Amanda Bynes and Elijah Kelley in Hairspray
(© New Line Pictures)
Amanda Bynes and Elijah Kelley
in Hairspray
(© New Line Pictures)
Kelley admits his 1960's hairdo is quite different than his usual cut. (At the moment, his head is mostly shaved.) "I didn't know I was going to have my hair permed and relaxed. They took out all these chemicals and I started to call my agent -- like he was really going to be able to do something about it," he laughs. "Zac was next to me and they were cutting and dyeing his hair, and we were both freaking out."

Coiffure-wise, Bynes had it a little easier. "All the other women had wigs, but I only wore a hairpiece. But that means they had to curl and spray it, and I didn't like it when I heard all that sizzling. Plus, at the end of the day, all the other ladies got to return to their flowing, natural hair," says the poised young actress. "One day, Christopher Walken (who plays Wilbur Turnblad) told me I looked like a Playboy bunny he once knew. I didn't ask him any further."

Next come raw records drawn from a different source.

//! I/O utilities for sending and receiving bridge messages
//!
//! This module is the interface between the protocol types ([`Envelope`],
//! [`AckEnvelope`]) and the wire format (line framing).

use std::io;
use std::time::Duration;

use tokio::io::{AsyncReadExt, AsyncWriteExt};

use crate::framing::{FrameError, LineReader, LineWriter};
use crate::protocol::{AckEnvelope, Envelope};

// =============================================================================
// Error Conversion
// =============================================================================

impl From<FrameError> for io::Error {
    fn from(err: FrameError) -> Self {
        match err {
            FrameError::Io(msg) => io::Error::other(msg),
            other => io::Error::other(other.to_string()),
        }
    }
}

// =============================================================================
// Reading Requests
// =============================================================================

/// Outcome of reading one request line.
///
/// A line that frames correctly but is not a valid envelope is surfaced as
/// `Malformed` so the bridge can answer with an error ack instead of
/// dropping the connection.
#[derive(Debug)]
pub enum InboundRequest {
    /// A well-formed request envelope
    Valid(Envelope),
    /// The line was read but could not be parsed as an envelope
    Malformed { error: String },
}

/// Read the next request line and parse it.
///
/// Returns `Ok(None)` if the connection is cleanly closed.
///
/// # Errors
///
/// Returns an error only for framing failures (I/O, oversize line, timeout);
/// JSON parse failures are reported in-band as [`InboundRequest::Malformed`].
pub async fn read_request<R>(
    reader: &mut LineReader<R>,
    frame_timeout: Duration,
) -> Result<Option<InboundRequest>, FrameError>
where
    R: AsyncReadExt + Unpin,
{
    let line = match reader.read_line_with_timeout(frame_timeout).await? {
        Some(line) => line,
        None => return Ok(None),
    };

    match Envelope::from_json(&line) {
        Ok(envelope) => Ok(Some(InboundRequest::Valid(envelope))),
        Err(e) => Ok(Some(InboundRequest::Malformed {
            error: e.to_string(),
        })),
    }
}

// =============================================================================
// Writing
// =============================================================================

/// Send a request envelope (driver side)
pub async fn send_request<W>(writer: &mut LineWriter<W>, envelope: &Envelope) -> io::Result<()>
where
    W: AsyncWriteExt + Unpin,
{
    let line = envelope
        .to_json()
        .map_err(|e| io::Error::new(io::ErrorKind::InvalidData, e))?;
    writer.write_line(&line).await.map_err(Into::into)
}

/// Send an acknowledgment (bridge side)
pub async fn send_ack<W>(writer: &mut LineWriter<W>, ack: &AckEnvelope) -> io::Result<()>
where
    W: AsyncWriteExt + Unpin,
{
    let line = ack
        .to_json()
        .map_err(|e| io::Error::new(io::ErrorKind::InvalidData, e))?;
    writer.write_line(&line).await.map_err(Into::into)
}

/// Read the next acknowledgment (driver side)
///
/// Returns `Ok(None)` if the connection is cleanly closed.
pub async fn read_ack<R>(reader: &mut LineReader<R>) -> io::Result<Option<AckEnvelope>>
where
    R: AsyncReadExt + Unpin,
{
    let line = match reader.read_line().await? {
        Some(line) => line,
        None => return Ok(None),
    };
    let ack =
        AckEnvelope::from_json(&line).map_err(|e| io::Error::new(io::ErrorKind::InvalidData, e))?;
    Ok(Some(ack))
}

// =============================================================================
// Tests
// =============================================================================

#[cfg(test)]
mod tests {
    use super::*;
    use crate::CHANNEL_BACKGROUND;
    use crate::framing::DEFAULT_FRAME_TIMEOUT;
    use serde_json::json;
    use std::io::Cursor;
    use tokio::io::BufReader;

    #[tokio::test]
    async fn test_send_and_read_request() {
        let envelope = Envelope::new(CHANNEL_BACKGROUND, "startService", json!({"fileName": "a"}));

        let mut buffer = Vec::new();
        {
            let cursor = Cursor::new(&mut buffer);
            let mut writer = LineWriter::new(cursor);
            send_request(&mut writer, &envelope).await.unwrap();
        }

        let mut reader = LineReader::new(BufReader::new(Cursor::new(buffer)));
        let received = read_request(&mut reader, DEFAULT_FRAME_TIMEOUT)
            .await
            .unwrap()
            .unwrap();
        match received {
            InboundRequest::Valid(env) => {
                assert_eq!(env.channel, CHANNEL_BACKGROUND);
                assert_eq!(env.method, "startService");
                assert_eq!(env.id, envelope.id);
            }
            InboundRequest::Malformed { error } => panic!("unexpected parse failure: {error}"),
        }
    }

    #[tokio::test]
    async fn test_read_request_malformed_line() {
        let mut reader = LineReader::new(BufReader::new(Cursor::new(b"not json\n".to_vec())));
        let received = read_request(&mut reader, DEFAULT_FRAME_TIMEOUT)
            .await
            .unwrap()
            .unwrap();
        assert!(matches!(received, InboundRequest::Malformed { .. }));
    }

    #[tokio::test]
    async fn test_read_request_clean_close() {
        let mut reader = LineReader::new(BufReader::new(Cursor::new(Vec::new())));
        assert!(
            read_request(&mut reader, DEFAULT_FRAME_TIMEOUT)
                .await
                .unwrap()
                .is_none()
        );
    }

    #[tokio::test]
    async fn test_send_and_read_ack() {
        let ack = AckEnvelope::not_implemented(None, "frobnicate");

        let mut buffer = Vec::new();
        {
            let cursor = Cursor::new(&mut buffer);
            let mut writer = LineWriter::new(cursor);
            send_ack(&mut writer, &ack).await.unwrap();
        }

        let mut reader = LineReader::new(BufReader::new(Cursor::new(buffer)));
        let received = read_ack(&mut reader).await.unwrap().unwrap();
        assert_eq!(received, ack);
    }
}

For the most part, Kelley and Bynes enjoyed dressing up in looks popular two decades before they were born. "I actually asked very nicely if I could keep my wardrobe, and they told me 'no, this stuff is going to be in a museum someday," says Bynes. "I should've just stolen those pointy Keds I wanted." And Kelley has adopted a little of the look into his current wardrobe, with one notable exception. "Those pants were way too tight," he says emphatically. "My blood circulation stopped at the waist."